Yitzhak Navon - man of the arts, senior administrator and veteran politician - was born in 1921 in Jerusalem, the son of a long line of renowned Sephardi rabbis. His family has lived in Jerusalem for over 300 years and can trace its ancestry back to the expulsion of the Jews from Spain in 1492. Having graduated from the Hebrew University with a major in Islamic Studies and Pedagogy, Navon served as head of the Arab section of the Haganah in Jerusalem in the critical years 1946-1948.
During the first years of the state, Yitzhak Navon served as a member of the diplomatic corps in Latin America. In 1951 he began a decade-long career in senior administrative posts in the offices of Israel's first Prime Minister, David Ben-Gurion, and of its first Minister of Foreign Affairs, Moshe Sharett.

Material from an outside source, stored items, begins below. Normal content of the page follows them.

//! Chapter navigation history and neighbour prefetching.

use crate::backend::ChapterId;
use crate::pager::PageState;
use std::collections::{HashMap, HashSet};

/// Default number of pages from a chapter boundary that triggers prefetch.
pub const DEFAULT_PREFETCH_WINDOW: u32 = 10;

/// Direction of a chapter move.
#[derive(Debug, Clone, Copy, PartialEq, Eq, Hash)]
pub enum Direction {
    /// Toward the next chapter.
    Forward,
    /// Toward the previous chapter.
    Backward,
}

/// Chapters visited in this session, most recent on top.
///
/// Backward navigation pops this stack before asking the backend, so going
/// back retraces the reader's own path.
#[derive(Debug, Clone, Default)]
pub struct NavigationStack {
    entries: Vec<ChapterId>,
}

impl NavigationStack {
    /// Create an empty stack.
    pub fn new() -> Self {
        Self::default()
    }

    /// Push a chapter. Pushing the current top again is a no-op.
    pub fn push(&mut self, chapter: ChapterId) {
        if self.peek() != Some(chapter) {
            self.entries.push(chapter);
        }
    }

    /// Remove and return the top entry.
    pub fn pop(&mut self) -> Option<ChapterId> {
        self.entries.pop()
    }

    /// Top entry.
    pub fn peek(&self) -> Option<ChapterId> {
        self.entries.last().copied()
    }

    /// Entry below the top.
    pub fn below_top(&self) -> Option<ChapterId> {
        self.entries.iter().rev().nth(1).copied()
    }

    /// Number of entries.
    pub fn len(&self) -> usize {
        self.entries.len()
    }

    /// Whether the stack is empty.
    pub fn is_empty(&self) -> bool {
        self.entries.is_empty()
    }

    /// Forget the whole history.
    pub fn clear(&mut self) {
        self.entries.clear();
    }

    /// Resolve where "back" leads from `current`.
    ///
    /// Pops `current` off the top, then returns the chapter underneath if it
    /// differs from `current`. `None` means the history is exhausted and the
    /// backend has to be asked.
    pub fn back_from(&mut self, current: ChapterId) -> Option<ChapterId> {
        if self.peek() == Some(current) {
            self.pop();
        }
        self.peek().filter(|prev| *prev != current)
    }
}

/// Issues at most one prefetch per direction per chapter.
#[derive(Debug, Clone)]
pub struct PrefetchTracker {
    window: u32,
    issued: HashSet<(ChapterId, Direction)>,
}

impl PrefetchTracker {
    /// Create a tracker with a page window.
    pub fn new(window: u32) -> Self {
        Self {
            window,
            issued: HashSet::new(),
        }
    }

    /// Directions whose neighbour should be prefetched now.
    ///
    /// Each direction is returned only once per chapter.
    pub fn due(&mut self, chapter: ChapterId, state: &PageState) -> Vec<Direction> {
        let mut due = Vec::new();
        if state.page_num.saturating_add(self.window) >= state.max_pages
            && self.issued.insert((chapter, Direction::Forward))
        {
            due.push(Direction::Forward);
        }
        if state.page_num <= self.window
            && self.issued.insert((chapter, Direction::Backward))
        {
            due.push(Direction::Backward);
        }
        due
    }

    /// Forget what was issued.
    pub fn reset(&mut self) {
        self.issued.clear();
    }
}

impl Default for PrefetchTracker {
    fn default() -> Self {
        Self::new(DEFAULT_PREFETCH_WINDOW)
    }
}

/// Session-local cache of chapter neighbours.
#[derive(Debug, Clone, Default)]
pub struct NeighbourCache {
    known: HashMap<(ChapterId, Direction), Option<ChapterId>>,
}

impl NeighbourCache {
    /// Cached neighbour. The outer `None` means "not asked yet".
    pub fn get(&self, chapter: ChapterId, direction: Direction) -> Option<Option<ChapterId>> {
        self.known.get(&(chapter, direction)).copied()
    }

    /// Remember a neighbour.
    pub fn insert(&mut self, chapter: ChapterId, direction: Direction, neighbour: Option<ChapterId>) {
        self.known.insert((chapter, direction), neighbour);
        // Links are symmetric.
        if let Some(other) = neighbour {
            let reverse = match direction {
                Direction::Forward => Direction::Backward,
                Direction::Backward => Direction::Forward,
            };
            self.known.entry((other, reverse)).or_insert(Some(chapter));
        }
    }
}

Appointed as head of the Cultural Division of the Ministry of Education and Culture in 1963, Navon mobilized hundreds of IDF female soldiers to become Hebrew teachers and to battle illiteracy among immigrants on the periphery - geographically and socio-economically. From 1965 to 1978, Navon was a member of Knesset, serving as deputy speaker of the house and chairman of the foreign affairs and defense committee. Concurrently, he was active in Israel-Diaspora affairs, serving as chairman of the executive committee of the World Zionist Movement and as chairman of the America-Israel Cultural Fund.
Throughout his career in public life, Navon was both spokesman and source of pride of the Sephardi community in Israel. He won acclaim over the years for his writings, plays and television programs presenting and popularizing the life of the Sephardi communities in Spain and in Jerusalem.
In 1978, at the age of 57, Yitzhak Navon was elected fifth President of the State of Israel. He was noticeably younger than his predecessors, bringing to the President's residence his wife and two relatively young children - which changed the atmosphere of the official Presidential home.
Yitzhak Navon served during a period of heightened political, social and ethnic polarization, public controversy over the withdrawal from Sinai and the evacuation of Jewish settlements there, and the 1982 war in Lebanon.
During his Presidency, he strove to act as a bridge between Israel's ethnic groups, religious and secular, Sephardim and Ashkenazim, left and right, Jews and Arabs. Striving to draw those on the periphery into the mainstream of Israeli life, he visited neglected settlements and disadvantaged urban neighborhoods, encouraging community self-confidence. Navon's warmth and diplomacy and the prestige of his office did much to defuse a potentially explosive situation on the eve of the withdrawal from Sinai. He also opened the President's residence to writers and performers from across the cultural spectrum.
One of the highlights of his term of office was his state visit to Egypt in 1980 at the invitation of President Anwar Sadat. He impressed his hosts with his eloquent Arabic, breaking the ice and demolishing stereotypes of Israelis and Jews as a "foreign element" to the region. He also paid an state visit to the United States, at the invitation of President Reagan.
While most of his energies were channeled to promoting harmony and consensus-building in a time of social and political tension, Yitzhak Navon was the first Israeli President to depart from the ceremonial role of the Presidency prescribed by law. Taking a public stand on a controversial political issue and indirectly criticizing the government, Navon called for the establishment of an independent commission of inquiry on the events in Sabra and Shatila refugee camps in Lebanon, when Christian Phalangist forces massacred Muslim refugees in an area under Israeli control. This was an act that has ushered in an era of a more "political" Presidency.
After completing a five-year term in office, Yitzhak Navon re-entered partisan politics. In 1984 he was re-elected to the Knesset and appointed Deputy Prime Minister and Minister of Education and Culture in the national unity government formed after general elections. He was one of the architects who planned the events marking the 500th anniversary of the expulsion of the Jews from Spain, and signed the first cultural agreement between Israel and Spain.
Navon served as chairman of the National Authority for Ladino, Neot Kedumim (a biblical landscape reserve), the Jerusalem Rubin Academy of Music and Dance, and as honorary chairman of the Abraham Fund for the promotion of coexistence between Jews and Arabs in Israel.
Mr. Navon was the father of a daughter, Na'ama, and a son, Erez. His wife, Ofira, who died of cancer in 1993, was a clinical psychologist. He later was remarried, to Miri Shafir.
Yitzhak Navon passed away in November 2015, at the age of 94.